My sister shared a story on Facebook this morning that pulled my heartstrings so much I was sitting in my recliner bawling at the thought of it. The article was titled: ‘Today I cried. Not because I’m stressed out or scared. I cried because of a 92-year-old man.’ Woman says ‘forget about the 75 rolls of toilet paper you think you need and think about the 92-year-old.’ First, grab a box of tissues (which you may or may not have depending on how early you were able to get to the store), and do yourself a favor by reading this article. Click Here to read this story submission exclusive to Love What Matters. The biggest thing I got from this story is the result of what it means to allow PANIC to take over, and that result is a complete lack of compassion. I want my children to always think of others, and as a mom, my purpose is to carry that out, especially in times like this recent chaos.
As I opened my bible yesterday to do my daily devotion, I was once again reminded by my daughters’ beautiful soul of what truly matters. I found a note that she had written: “My biggest wish in my heart is that my family will always stay healthy and strong, and keep growing together, and that the Lord will always be with me, and I will always be a big Jesus follower.” How is it that my 10-year-old has her heart and mind exactly where it should be? Just yesterday her school announced that Spring Break will add on another 2+ weeks because of what’s going on with everything. She said she really doesn’t understand why people are acting so crazy. Kids at school are making up all kinds of scary stories (there’s that “telephone game” again) and she just chooses not to let any of it bother her. I wrote a song about her a few years ago called "Every Song." (Click Here for YouTube lyric video). My favorite line is this: “It may be crazy for your mama to say, but I hope to be just like you one day.” As we get older, we tend to lose that light and innocence that makes being a child so special.
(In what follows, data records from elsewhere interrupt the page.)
//! Front-controller request and view descriptors, keyed by `controller#uri`.

use std::sync::Arc;

use super::{Artifact, ArtifactKind, ArtifactRef, Descriptor, ForwardSet, Populate};
use crate::error::{ArtifactError, Result};
use crate::metadata::{RequestMapping, ResponseType, ViewMapping, WidgetRef};
use crate::registry::ArtifactRegistry;

/// Descriptor of a request mapping
///
/// Forward references: the views its responses render, the requests its
/// responses chain to (same controller), and the service its event invokes.
#[derive(Debug)]
pub struct ControllerRequestArtifact {
    controller: String,
    uri: String,
    mapping: RequestMapping,
    references: ForwardSet,
}

impl ControllerRequestArtifact {
    pub(crate) fn load(controller: &str, uri: &str, registry: &ArtifactRegistry) -> Result<Self> {
        let config = registry.providers().controllers.controller(controller)?;
        let mapping = config.requests.get(uri).cloned().ok_or_else(|| {
            ArtifactError::unavailable(
                ArtifactKind::ControllerRequest,
                format!("{controller}#{uri}"),
                "request not mapped by controller",
            )
        })?;
        Ok(Self {
            controller: controller.to_string(),
            uri: uri.to_string(),
            mapping,
            references: ForwardSet::default(),
        })
    }

    pub fn controller(&self) -> &str {
        &self.controller
    }

    pub fn uri(&self) -> &str {
        &self.uri
    }

    pub fn mapping(&self) -> &RequestMapping {
        &self.mapping
    }

    /// Service invoked by the request event, if it dispatches one
    pub fn service_called(&self) -> Option<&str> {
        self.mapping.event.as_ref().and_then(|e| e.service_name())
    }

    /// View names rendered by the responses
    pub fn views_rendered(&self) -> Vec<&str> {
        self.responses_of(|t| t == ResponseType::View)
    }

    /// Request URIs chained to by the responses
    pub fn requests_chained(&self) -> Vec<&str> {
        self.responses_of(|t| matches!(t, ResponseType::Request | ResponseType::RequestRedirect))
    }

    fn responses_of(&self, filter: impl Fn(ResponseType) -> bool) -> Vec<&str> {
        let mut values = Vec::new();
        for response in &self.mapping.responses {
            if filter(response.response_type) && !values.contains(&response.value.as_str()) {
                values.push(response.value.as_str());
            }
        }
        values
    }
}

impl Descriptor for ControllerRequestArtifact {
    const KIND: ArtifactKind = ArtifactKind::ControllerRequest;

    fn unique_id(&self) -> String {
        format!("{}#{}", self.controller, self.uri)
    }

    fn display_name(&self) -> &str {
        &self.uri
    }

    fn location(&self) -> Option<&str> {
        Some(&self.controller)
    }

    fn artifact_ref(&self) -> ArtifactRef {
        ArtifactRef::controller_request(&self.controller, &self.uri)
    }

    fn references(&self) -> &[ArtifactRef] {
        self.references.get()
    }

    fn is_populated(&self) -> bool {
        self.references.is_set()
    }

    fn into_artifact(self: Arc<Self>) -> Artifact {
        Artifact::ControllerRequest(self)
    }

    fn from_artifact(artifact: &Artifact) -> Option<&Arc<Self>> {
        match artifact {
            Artifact::ControllerRequest(d) => Some(d),
            _ => None,
        }
    }
}

impl Populate for ControllerRequestArtifact {
    fn populate(self: &Arc<Self>, registry: &ArtifactRegistry) -> Result<()> {
        let views = self
            .views_rendered()
            .into_iter()
            .map(|v| ArtifactRef::controller_view(&self.controller, v));
        let requests = self
            .requests_chained()
            .into_iter()
            .map(|r| ArtifactRef::controller_request(&self.controller, r));
        let services = self.service_called().into_iter().map(ArtifactRef::service);

        let refs = registry.link(&self.clone().into_artifact(), views.chain(requests).chain(services));
        self.references.set(refs);
        Ok(())
    }
}

/// Descriptor of a view mapping
#[derive(Debug)]
pub struct ControllerViewArtifact {
    controller: String,
    uri: String,
    mapping: ViewMapping,
    references: ForwardSet,
}

impl ControllerViewArtifact {
    pub(crate) fn load(controller: &str, uri: &str, registry: &ArtifactRegistry) -> Result<Self> {
        let config = registry.providers().controllers.controller(controller)?;
        let mapping = config.views.get(uri).cloned().ok_or_else(|| {
            ArtifactError::unavailable(
                ArtifactKind::ControllerView,
                format!("{controller}#{uri}"),
                "view not mapped by controller",
            )
        })?;
        Ok(Self {
            controller: controller.to_string(),
            uri: uri.to_string(),
            mapping,
            references: ForwardSet::default(),
        })
    }

    pub fn controller(&self) -> &str {
        &self.controller
    }

    pub fn uri(&self) -> &str {
        &self.uri
    }

    pub fn mapping(&self) -> &ViewMapping {
        &self.mapping
    }

    /// Screen rendered by a `screen` view
    pub fn screen(&self) -> Option<WidgetRef> {
        self.mapping.screen()
    }
}

impl Descriptor for ControllerViewArtifact {
    const KIND: ArtifactKind = ArtifactKind::ControllerView;

    fn unique_id(&self) -> String {
        format!("{}#{}", self.controller, self.uri)
    }

    fn display_name(&self) -> &str {
        &self.uri
    }

    fn location(&self) -> Option<&str> {
        Some(&self.controller)
    }

    fn artifact_ref(&self) -> ArtifactRef {
        ArtifactRef::controller_view(&self.controller, &self.uri)
    }

    fn references(&self) -> &[ArtifactRef] {
        self.references.get()
    }

    fn is_populated(&self) -> bool {
        self.references.is_set()
    }

    fn into_artifact(self: Arc<Self>) -> Artifact {
        Artifact::ControllerView(self)
    }

    fn from_artifact(artifact: &Artifact) -> Option<&Arc<Self>> {
        match artifact {
            Artifact::ControllerView(d) => Some(d),
            _ => None,
        }
    }
}

impl Populate for ControllerViewArtifact {
    fn populate(self: &Arc<Self>, registry: &ArtifactRegistry) -> Result<()> {
        let screens = self.screen().map(|w| ArtifactRef::screen(&w.location, &w.name));
        let refs = registry.link(&self.clone().into_artifact(), screens);
        self.references.set(refs);
        Ok(())
    }
}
The truth is, we don’t have to lose it completely. Yes, as parents, our biggest job is to care for our children, so that of course brings a whole set of duties, responsibilities, and “adulting.” But we don’t have to lose faith, kindness, and compassion.
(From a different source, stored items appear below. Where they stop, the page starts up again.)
//! Form and screen descriptors, keyed by `location#name`.
//!
//! Neither kind is enumerated by the eager pass, and neither dereferences the
//! artifacts it references: embedded forms and sub-screens only get a
//! descriptor when someone asks for them.

use std::sync::Arc;

use super::{Artifact, ArtifactKind, ArtifactRef, Descriptor, ForwardSet, Populate};
use crate::error::Result;
use crate::metadata::{FormMetadata, ScreenMetadata};
use crate::registry::ArtifactRegistry;

#[derive(Debug)]
pub struct FormArtifact {
    location: String,
    metadata: Arc<FormMetadata>,
    references: ForwardSet,
}

impl FormArtifact {
    pub(crate) fn load(location: &str, name: &str, registry: &ArtifactRegistry) -> Result<Self> {
        let metadata = registry.providers().widgets.form(location, name)?;
        Ok(Self {
            location: location.to_string(),
            metadata,
            references: ForwardSet::default(),
        })
    }

    pub fn name(&self) -> &str {
        &self.metadata.name
    }

    pub fn metadata(&self) -> &FormMetadata {
        &self.metadata
    }

    /// Request URI the form submits to
    pub fn target(&self) -> Option<&str> {
        self.metadata.target.as_deref()
    }

    pub fn entities_used(&self) -> Vec<&str> {
        let m = &self.metadata;
        let mut names: Vec<&str> = m
            .default_entity
            .iter()
            .chain(m.auto_fields_entities.iter())
            .map(String::as_str)
            .chain(m.fields.iter().filter_map(|f| f.entity_name.as_deref()))
            .collect();
        names.sort_unstable();
        names.dedup();
        names
    }

    pub fn services_called(&self) -> Vec<&str> {
        let m = &self.metadata;
        let mut names: Vec<&str> = m
            .default_service
            .iter()
            .chain(m.auto_fields_services.iter())
            .map(String::as_str)
            .chain(m.fields.iter().filter_map(|f| f.service_name.as_deref()))
            .collect();
        names.sort_unstable();
        names.dedup();
        names
    }
}

impl Descriptor for FormArtifact {
    const KIND: ArtifactKind = ArtifactKind::FormWidget;

    fn unique_id(&self) -> String {
        format!("{}#{}", self.location, self.metadata.name)
    }

    fn display_name(&self) -> &str {
        &self.metadata.name
    }

    fn location(&self) -> Option<&str> {
        Some(&self.location)
    }

    fn artifact_ref(&self) -> ArtifactRef {
        ArtifactRef::form(&self.location, self.name())
    }

    fn references(&self) -> &[ArtifactRef] {
        self.references.get()
    }

    fn is_populated(&self) -> bool {
        self.references.is_set()
    }

    fn into_artifact(self: Arc<Self>) -> Artifact {
        Artifact::FormWidget(self)
    }

    fn from_artifact(artifact: &Artifact) -> Option<&Arc<Self>> {
        match artifact {
            Artifact::FormWidget(d) => Some(d),
            _ => None,
        }
    }
}

impl Populate for FormArtifact {
    fn populate(self: &Arc<Self>, registry: &ArtifactRegistry) -> Result<()> {
        let entities = self.entities_used().into_iter().map(ArtifactRef::entity);
        let services = self.services_called().into_iter().map(ArtifactRef::service);
        let refs = registry.link(&self.clone().into_artifact(), entities.chain(services));
        self.references.set(refs);
        Ok(())
    }
}

#[derive(Debug)]
pub struct ScreenArtifact {
    location: String,
    metadata: Arc<ScreenMetadata>,
    references: ForwardSet,
}

impl ScreenArtifact {
    pub(crate) fn load(location: &str, name: &str, registry: &ArtifactRegistry) -> Result<Self> {
        let metadata = registry.providers().widgets.screen(location, name)?;
        Ok(Self {
            location: location.to_string(),
            metadata,
            references: ForwardSet::default(),
        })
    }

    pub fn name(&self) -> &str {
        &self.metadata.name
    }

    pub fn metadata(&self) -> &ScreenMetadata {
        &self.metadata
    }

    /// `location#name` ids of embedded forms
    pub fn forms_included(&self) -> Vec<String> {
        self.metadata.forms.iter().map(|w| w.unique_id()).collect()
    }

    /// `location#name` ids of included sub-screens
    pub fn screens_included(&self) -> Vec<String> {
        self.metadata.screens.iter().map(|w| w.unique_id()).collect()
    }
}

impl Descriptor for ScreenArtifact {
    const KIND: ArtifactKind = ArtifactKind::ScreenWidget;

    fn unique_id(&self) -> String {
        format!("{}#{}", self.location, self.metadata.name)
    }

    fn display_name(&self) -> &str {
        &self.metadata.name
    }

    fn location(&self) -> Option<&str> {
        Some(&self.location)
    }

    fn artifact_ref(&self) -> ArtifactRef {
        ArtifactRef::screen(&self.location, self.name())
    }

    fn references(&self) -> &[ArtifactRef] {
        self.references.get()
    }

    fn is_populated(&self) -> bool {
        self.references.is_set()
    }

    fn into_artifact(self: Arc<Self>) -> Artifact {
        Artifact::ScreenWidget(self)
    }

    fn from_artifact(artifact: &Artifact) -> Option<&Arc<Self>> {
        match artifact {
            Artifact::ScreenWidget(d) => Some(d),
            _ => None,
        }
    }
}

impl Populate for ScreenArtifact {
    fn populate(self: &Arc<Self>, registry: &ArtifactRegistry) -> Result<()> {
        let m = &self.metadata;
        let refs = m
            .entities
            .iter()
            .map(|e| ArtifactRef::entity(e.as_str()))
            .chain(m.services.iter().map(|s| ArtifactRef::service(s.as_str())))
            .chain(m.forms.iter().map(|w| ArtifactRef::form(&w.location, &w.name)))
            .chain(m.screens.iter().map(|w| ArtifactRef::screen(&w.location, &w.name)));

        let refs = registry.link(&self.clone().into_artifact(), refs);
        self.references.set(refs);
        Ok(())
    }
}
Going back to the note my daughter wrote. The page I found it in was Psalm 46:1 and I couldn’t think of a better verse in this current time. “God is our refuge and strength, an ever-present help in trouble.” I believe that no matter what trials we face, through our deepest fears or darkest times, God is always right here next to us. Don’t PANIC. Yes, be mindful and smart by keeping a BALANCED stock of home goods and supplies, let’s say enough for a week or two, but you can’t possibly eat enough to create enough poop to need as much toilet paper as this world has in their closet currently. Be caring and compassionate, such as giving some of that overstock of TP to people that actually need it. Be comforting to your children in the words you choose and your tone, which means not calling your friend on the way to the grocery store stampede in complete hysteria that the world is ending, while your children are hanging onto every word you’re saying. Wash your hands. Make sure your children wash their hands. DEFINITELY make sure your husband washes his hands, in which you’ll need to go wash your hands again after putting the toilet seat down that he left up again. Most importantly, if you and your kids have some extra time off, ENJOY this time together! If you are obsessively worrying about the #coronavirus, or anything else for that matter, this “longest spring break ever” will be over, and you will have missed an amazing opportunity to spend quality time together! So DON’T PANIC, and go love on those babies!